The woods about the pond are now a perfect October picture; yet there have been no very bright tints this fall. The young white and the shrub oak leaves were withered before the frosts came, perhaps by the late drought after the wet spring.

I see at last a few white pine cones open on the trees, but almost all appear to have fallen. The chestnuts are scarce and small and apparently have but just begun to open their burs.

When, returning at 5 o’clock, I pass the pond in the road, I see the sun, which is about entering the grosser hazy atmosphere above the western horizon, brilliantly reflected in the pond, —a dazzling sheen, a bright golden shimmer. His broad sphere extended stretches the whole length of the pond toward me. In the extreme distance, I see a few sparkles of the gold on the dark surface; then begins a regular and solid column of shimmering gold, straight as a rule, but at one place, where a breeze strikes the surface from one side, it is remarkably spread or widened, then recovers its straightness again . . . Of course, if there were eyes enough to occupy all the east shore, the whole pond would be seen as one dazzling shimmering lake of melted gold.

I measure the depth of the needles under the pitch pines east of the railroad (behind the old shanties), which, as I remember, are about thirty years old. In one place it is three quarters of an inch in all to the soil, in another one and a quarter, and in a hollow under a larger pine about four inches. I think the thickness of the needles, old and new, is not more than one inch there on an average.


H. D. Thoreau, Journal, October 19, 1855

It is a very pleasant afternoon, quite still and cloudless, with a thick haze concealing the distant hills.

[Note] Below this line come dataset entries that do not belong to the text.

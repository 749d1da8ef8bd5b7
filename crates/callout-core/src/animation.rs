#![forbid(unsafe_code)]

//! Eased value animation.
//!
//! [`Tween`] is the pure state machine: it interpolates between two values
//! as time is fed to it. [`Stepper`](stepper::Stepper) drives a tween on a
//! fixed cadence and reports every intermediate value to a callback, and the
//! [`ticker`] module supplies the clocks that pace it.
//!
//! ```
//! use std::time::Duration;
//! use callout_core::animation::{Animation, Tween};
//!
//! let mut tween = Tween::new(0.0, 100.0, Duration::from_millis(200));
//! tween.tick(Duration::from_millis(100));
//! assert!((tween.current() - 50.0).abs() < 1e-9);
//! ```

pub mod stepper;
pub mod ticker;

pub use stepper::{AnimationError, FaultPolicy, StepOutcome, Stepper, TickError};
pub use ticker::{
    AnimationHandle, ManualTicker, RunOutcome, StopSignal, ThreadTicker, Ticker, spawn,
};

use std::f64::consts::PI;
use std::time::Duration;

// ---------------------------------------------------------------------------
// Easing functions
// ---------------------------------------------------------------------------

/// Easing function signature: maps `t` in [0, 1] to output in [0, 1].
pub type EasingFn = fn(f64) -> f64;

/// Identity easing (constant velocity).
#[inline]
pub fn linear(t: f64) -> f64 {
    t.clamp(0.0, 1.0)
}

/// Half-cosine ease-in-out: `(1 - cos(pi * t)) / 2`.
///
/// Slow at both ends, exactly 0.5 at the midpoint.
#[inline]
pub fn ease_in_out_cosine(t: f64) -> f64 {
    let t = t.clamp(0.0, 1.0);
    (1.0 - (PI * t).cos()) / 2.0
}

// ---------------------------------------------------------------------------
// Animation trait
// ---------------------------------------------------------------------------

/// A time-based animation with a normalized progress value.
pub trait Animation {
    /// Advance the animation by `dt`.
    fn tick(&mut self, dt: Duration);

    /// Whether the animation has reached its end.
    fn is_complete(&self) -> bool;

    /// Current eased progress, in [0.0, 1.0].
    fn value(&self) -> f64;

    /// Reset the animation to its initial state.
    fn reset(&mut self);

    /// Time elapsed past completion.
    fn overshoot(&self) -> Duration {
        Duration::ZERO
    }
}

// ---------------------------------------------------------------------------
// Tween
// ---------------------------------------------------------------------------

/// Interpolates an `f64` from `from` to `to` over a duration.
///
/// Elapsed time is tracked as a [`Duration`] so repeated fixed ticks
/// accumulate without floating-point drift. A zero duration is treated as
/// already finished: any progress query reports the end value.
#[derive(Debug, Clone, Copy)]
pub struct Tween {
    from: f64,
    to: f64,
    elapsed: Duration,
    duration: Duration,
    easing: EasingFn,
}

impl Tween {
    /// Create a tween with the default half-cosine easing.
    pub fn new(from: f64, to: f64, duration: Duration) -> Self {
        Self {
            from,
            to,
            elapsed: Duration::ZERO,
            duration,
            easing: ease_in_out_cosine,
        }
    }

    /// Set the easing function (builder).
    #[must_use]
    pub fn easing(mut self, easing: EasingFn) -> Self {
        self.easing = easing;
        self
    }

    /// Start value.
    pub fn start(&self) -> f64 {
        self.from
    }

    /// End value.
    pub fn end(&self) -> f64 {
        self.to
    }

    /// Total duration.
    pub fn duration(&self) -> Duration {
        self.duration
    }

    /// Time fed so far.
    pub fn elapsed(&self) -> Duration {
        self.elapsed
    }

    /// Raw linear progress (before easing), in [0.0, 1.0].
    pub fn raw_progress(&self) -> f64 {
        if self.duration.is_zero() {
            return 1.0;
        }
        let t = self.elapsed.as_secs_f64() / self.duration.as_secs_f64();
        t.clamp(0.0, 1.0)
    }

    /// Current interpolated value.
    pub fn current(&self) -> f64 {
        self.from + self.value() * (self.to - self.from)
    }
}

impl Animation for Tween {
    fn tick(&mut self, dt: Duration) {
        self.elapsed = self.elapsed.saturating_add(dt);
    }

    fn is_complete(&self) -> bool {
        self.elapsed >= self.duration
    }

    fn value(&self) -> f64 {
        (self.easing)(self.raw_progress())
    }

    fn reset(&mut self) {
        self.elapsed = Duration::ZERO;
    }

    fn overshoot(&self) -> Duration {
        self.elapsed.saturating_sub(self.duration)
    }
}

// ---------------------------------------------------------------------------
// Tests
// ---------------------------------------------------------------------------

#[cfg(test)]
mod tests {
    use super::*;

    const MS_50: Duration = Duration::from_millis(50);
    const MS_100: Duration = Duration::from_millis(100);
    const MS_200: Duration = Duration::from_millis(200);

    fn close(a: f64, b: f64) -> bool {
        (a - b).abs() < 1e-9
    }

    // ---- Easing tests ----

    #[test]
    fn cosine_endpoints() {
        assert!(close(ease_in_out_cosine(0.0), 0.0));
        assert!(close(ease_in_out_cosine(1.0), 1.0));
    }

    #[test]
    fn cosine_midpoint_is_half() {
        assert!(close(ease_in_out_cosine(0.5), 0.5));
    }

    #[test]
    fn cosine_is_symmetric() {
        for t in [0.1, 0.25, 0.4] {
            assert!(close(ease_in_out_cosine(t) + ease_in_out_cosine(1.0 - t), 1.0));
        }
    }

    #[test]
    fn cosine_slow_start() {
        assert!(ease_in_out_cosine(0.25) < linear(0.25));
        assert!(ease_in_out_cosine(0.75) > linear(0.75));
    }

    #[test]
    fn easing_clamps_input() {
        assert!(close(linear(-1.0), 0.0));
        assert!(close(linear(2.0), 1.0));
        assert!(close(ease_in_out_cosine(-0.5), 0.0));
        assert!(close(ease_in_out_cosine(1.5), 1.0));
    }

    // ---- Tween tests ----

    #[test]
    fn tween_starts_at_from() {
        let tween = Tween::new(10.0, 90.0, MS_200);
        assert!(close(tween.current(), 10.0));
        assert!(!tween.is_complete());
    }

    #[test]
    fn tween_quarter_follows_cosine() {
        let mut tween = Tween::new(0.0, 100.0, MS_200);
        tween.tick(MS_50);
        let expected = (1.0 - (PI * 0.25).cos()) / 2.0 * 100.0;
        assert!(close(tween.current(), expected));
    }

    #[test]
    fn tween_ends_at_to() {
        let mut tween = Tween::new(0.0, 100.0, MS_200);
        tween.tick(MS_200);
        assert!(tween.is_complete());
        assert!(close(tween.current(), 100.0));
    }

    #[test]
    fn tween_negative_range() {
        let mut tween = Tween::new(100.0, -50.0, MS_100).easing(linear);
        tween.tick(Duration::from_millis(50));
        assert!(close(tween.current(), 25.0));
    }

    #[test]
    fn tween_clamps_overshoot() {
        let mut tween = Tween::new(0.0, 1.0, MS_100);
        tween.tick(Duration::from_secs(1));
        assert!(close(tween.current(), 1.0));
        assert_eq!(tween.overshoot(), Duration::from_millis(900));
    }

    #[test]
    fn last_tick_of_uneven_duration_lands_on_end() {
        let mut tween = Tween::new(10.0, 20.0, Duration::from_millis(120));
        let mut values = Vec::new();
        for _ in 0..3 {
            tween.tick(Duration::from_millis(50));
            values.push(tween.current());
        }
        assert!(values.windows(2).all(|w| w[0] <= w[1]));
        assert!(close(values[2], 20.0));
    }

    #[test]
    fn tween_zero_duration_is_finished() {
        let tween = Tween::new(3.0, 7.0, Duration::ZERO);
        assert!(tween.is_complete());
        assert!(close(tween.current(), 7.0));
    }

    #[test]
    fn tween_reset() {
        let mut tween = Tween::new(0.0, 5.0, MS_100);
        tween.tick(MS_100);
        tween.reset();
        assert!(!tween.is_complete());
        assert_eq!(tween.elapsed(), Duration::ZERO);
    }

    #[test]
    fn tween_fixed_ticks_do_not_drift() {
        let mut tween = Tween::new(0.0, 1.0, Duration::from_secs(1));
        for _ in 0..20 {
            tween.tick(MS_50);
        }
        assert!(tween.is_complete());
        assert_eq!(tween.overshoot(), Duration::ZERO);
    }
}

Does not this haze mark the Indian summer? See October 20, 1858 (“Another remarkably warm and pleasant day, if not too hot for walking; 74° at 2 P. M. . . .There is a haze between me and the nearest woods, as thick as the thickest in summer.”)

I see at last a few white pine cones open on the trees, but almost all appear to have fallen. See  October 15, 1855 ("Go to look for white pine cones, but see none. ") See also  September 9, 1857 ("To the Hill for white pine cones. Very few trees have any. I can only manage small ones, fifteen or twenty feet high, climbing till I can reach the dangling green pickle-like fruit in my right hand, while I hold to the main stem with my left");, September 18, 1859 ("There is an abundant crop of cones on the white pines this year, and they are now for the most part brown and open . . . How few attend to the ripening and dispersion of the pine seed!"); September 18, 1860 ("White pine cones (a small crop), and all open that I see. [Are they not last year's] ?") . October 6, 1857 ("I see thousands of white pine cones on the ground, fresh light brown, which lately opened and shed their seeds and lie curled up on the ground. The seeds are rather pleasant or nutritious tasting, taken in quantity, like beech nuts, methinks"); October 8, 1856 ("At length I discover some white pine cones, a few . . . are all open, and the seeds, all the sound ones but one, gone. So September is the time to gather them."); October 13, 1860 ("So far as I have observed, if pines or oaks bear abundantly one year they bear little or nothing the next year. This year, so far as I observe, there are scarcely any white pine cones (were there any ?). . . This is a white oak year, not a pine year."); November 3, 1853 ("I see many white pine cones fallen and open, with a few seeds still in them."); November 4, 1855 ("I have failed to find white pine seed this year, though I began to look for it a month ago. The cones were fallen and open. Look the first of September.")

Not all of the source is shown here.